The Philippines’ defense pact with the US is turning Chinese bullying into a superpower standoff. The stakes are just as high for Taiwan, which is preparing to swear in Lai Ching-te as its new president on May 20. China is increasingly acting as if the island’s air and sea borders do not exist. The US and its allies are bracing for the worst-case scenario: a Chinese invasion of Taiwan. But for now, the greatest danger lies in the gray zone, where Chinese actions risk triggering a spiral of escalation.
China's actions in Europe, Asia and elsewhere often lie somewhere between war and peace. A strong response can feel like an overreaction. But doing nothing means letting China make more gains incrementally. The first task for Western countries, then, is to expose China's actions for what they are: a glimpse into the world order that Chinese leaders seek, in which no country dares or wants to challenge its power. Exposing China prevents complacency. (Before the invasion of Ukraine, it took too long for European states to believe American warnings about Russia's malign intentions.) And information can change public opinion. Polls in some of the countries targeted by China's harassment suggest growing distrust.
All of which makes a second task easier. America must support its allies, not as an act of charity, but because they are a superpower that China lacks. The relentless Chinese and Russian efforts to carve up alliances, from NATO to the U.S. defense network in Asia, are an indirect compliment. Autocrats respect strength, and there is strength in numbers.
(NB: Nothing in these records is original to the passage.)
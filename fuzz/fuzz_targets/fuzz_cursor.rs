#![no_main]
use arbitrary::Arbitrary;
use libfuzzer_sys::fuzz_target;
use utfcursor::{
    CodePoint, Cursor, DecodeOptions, Encoding, MaximalRun, PerUnit, Substitution,
    SubstitutionPolicy, Utf8, Utf16, Utf16Swapped, Utf32, Utf32Swapped, decode_all, decode_lossy,
    is_well_formed, validate_utf8,
};

#[derive(Debug, Arbitrary)]
enum Input {
    Utf8(Vec<u8>),
    Utf16(Vec<u16>),
    Utf32(Vec<u32>),
}

/// Segments found from either end must tile the buffer identically.
fn check_tiling<E: Encoding, P: SubstitutionPolicy>(units: &[E::Unit]) {
    let cursor = Cursor::<E, P>::new(units);
    let forward: Vec<_> = cursor.segments().collect();
    let mut backward: Vec<_> = cursor.segments().rev().collect();
    backward.reverse();
    assert_eq!(forward, backward);

    let mut pos = 0;
    for segment in &forward {
        assert_eq!(segment.offset, pos);
        assert!(!segment.units.is_empty());
        assert!(segment.units.len() <= E::MAX_SEQUENCE_LEN || segment.codepoint.is_none());
        pos += segment.units.len();
    }
    assert_eq!(pos, units.len());
}

fn check_all<E: Encoding>(units: &[E::Unit]) {
    check_tiling::<E, MaximalRun>(units);
    check_tiling::<E, PerUnit>(units);

    let run = decode_all::<E, MaximalRun>(units);
    let per_unit = decode_all::<E, PerUnit>(units);
    let valid = |blocks: &[Option<CodePoint>]| -> Vec<CodePoint> {
        blocks.iter().flatten().copied().collect()
    };
    assert_eq!(valid(&run), valid(&per_unit));
    assert!(run.len() <= per_unit.len());
    assert_eq!(is_well_formed::<E>(units), run.iter().all(Option::is_some));
}

fuzz_target!(|input: Input| match input {
    Input::Utf8(bytes) => {
        check_all::<Utf8>(&bytes);

        let std_result = core::str::from_utf8(&bytes);
        match (validate_utf8(&bytes), std_result) {
            (Ok(()), Ok(_)) => {}
            (Err(ours), Err(theirs)) => {
                assert_eq!(ours.valid_up_to(), theirs.valid_up_to());
                assert_eq!(ours.error_len(), theirs.error_len());
            }
            (ours, theirs) => panic!("validate_utf8 {ours:?} disagrees with core {theirs:?}"),
        }

        let options = DecodeOptions {
            substitution: Substitution::PerUnit,
            ..Default::default()
        };
        let lossy: String = decode_lossy::<Utf8>(&bytes, &options)
            .into_iter()
            .map(char::from)
            .collect();
        assert_eq!(lossy, String::from_utf8_lossy(&bytes));
    }
    Input::Utf16(words) => {
        check_all::<Utf16>(&words);
        let swapped: Vec<u16> = words.iter().map(|w| w.swap_bytes()).collect();
        check_all::<Utf16Swapped>(&swapped);
        assert_eq!(
            decode_all::<Utf16, MaximalRun>(&words),
            decode_all::<Utf16Swapped, MaximalRun>(&swapped)
        );

        let expected: Vec<Option<CodePoint>> = char::decode_utf16(words.iter().copied())
            .map(|r| r.ok().map(CodePoint::from))
            .collect();
        assert_eq!(decode_all::<Utf16, PerUnit>(&words), expected);
    }
    Input::Utf32(units) => {
        check_all::<Utf32>(&units);
        let swapped: Vec<u32> = units.iter().map(|u| u.swap_bytes()).collect();
        check_all::<Utf32Swapped>(&swapped);
        assert_eq!(
            decode_all::<Utf32, PerUnit>(&units),
            decode_all::<Utf32Swapped, PerUnit>(&swapped)
        );
    }
});
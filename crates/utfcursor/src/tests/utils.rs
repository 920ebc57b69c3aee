use alloc::vec::Vec;

use crate::{CodePoint, Cursor, Encoding, SubstitutionPolicy};

/// Expected output with U+FFFD marking an error block, the way the test
/// tables are written.
pub(crate) fn expected_blocks(expected: &[u32]) -> Vec<Option<CodePoint>> {
    expected
        .iter()
        .map(|&v| {
            if v == 0xFFFD {
                None
            } else {
                CodePoint::from_u32(v)
            }
        })
        .collect()
}

/// Walks `units` from the start, checking that the getters agree with each
/// other at every stop.
pub(crate) fn walk_forward<E: Encoding, P: SubstitutionPolicy>(
    units: &[E::Unit],
) -> Vec<Option<CodePoint>> {
    let mut cursor = Cursor::<E, P>::new(units);
    let mut out = Vec::new();
    while !cursor.is_finished() {
        out.push(check_stop(&cursor));
        assert!(cursor.go_next());
    }
    assert!(!cursor.go_next());
    assert_eq!(cursor.position(), units.len());
    out
}

/// Walks `units` from the end and returns the blocks in buffer order.
pub(crate) fn walk_backward<E: Encoding, P: SubstitutionPolicy>(
    units: &[E::Unit],
) -> Vec<Option<CodePoint>> {
    let mut cursor = Cursor::<E, P>::at_end(units);
    let mut out = Vec::new();
    while cursor.go_prev() {
        out.push(check_stop(&cursor));
    }
    assert!(cursor.at_start());
    assert!(!cursor.go_prev());
    out.reverse();
    out
}

/// Stopping positions visited by `go_next` from the start, and by `go_prev`
/// from the end (reversed), in that order.
pub(crate) fn stops_both_ways<E: Encoding, P: SubstitutionPolicy>(
    units: &[E::Unit],
) -> (Vec<usize>, Vec<usize>) {
    let mut cursor = Cursor::<E, P>::new(units);
    let mut forward = alloc::vec![cursor.position()];
    while cursor.go_next() {
        forward.push(cursor.position());
    }

    let mut cursor = Cursor::<E, P>::at_end(units);
    let mut backward = alloc::vec![cursor.position()];
    while cursor.go_prev() {
        backward.push(cursor.position());
    }
    backward.reverse();
    (forward, backward)
}

fn check_stop<E: Encoding, P: SubstitutionPolicy>(cursor: &Cursor<'_, E, P>) -> Option<CodePoint> {
    let cp = cursor.get_codepoint();
    let underlying = cursor.get_underlying();
    assert!(!underlying.is_empty());
    match cursor.get_view() {
        Some(view) => {
            assert_eq!(Some(view.to_codepoint()), cp);
            assert_eq!(view.as_units(), underlying);
        }
        None => assert_eq!(cp, None),
    }
    cp
}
Finally, the West should capitalize on Xi’s country’s interest in stability. China’s leader has no intention of abandoning Putin. But unlike his Russian friend, he has no interest in chaos. Blinken has praised China for persuading Russia not to use a nuclear weapon in Ukraine. Nor has China supplied him with lethal weapons. There are limits to their relationship, just as there are lines that China seems unwilling to cross in the South China Sea. Naïve dreams of changing China are a thing of the past: its every-country-for-itself worldview is all too clear. But Xi’s calculated approach to the world is also an opportunity. As China’s economy slows, it has an interest in avoiding a complete break with the West. The best way to temper Xi’s aggression and gray-zone bullying is to show that it comes at a cost.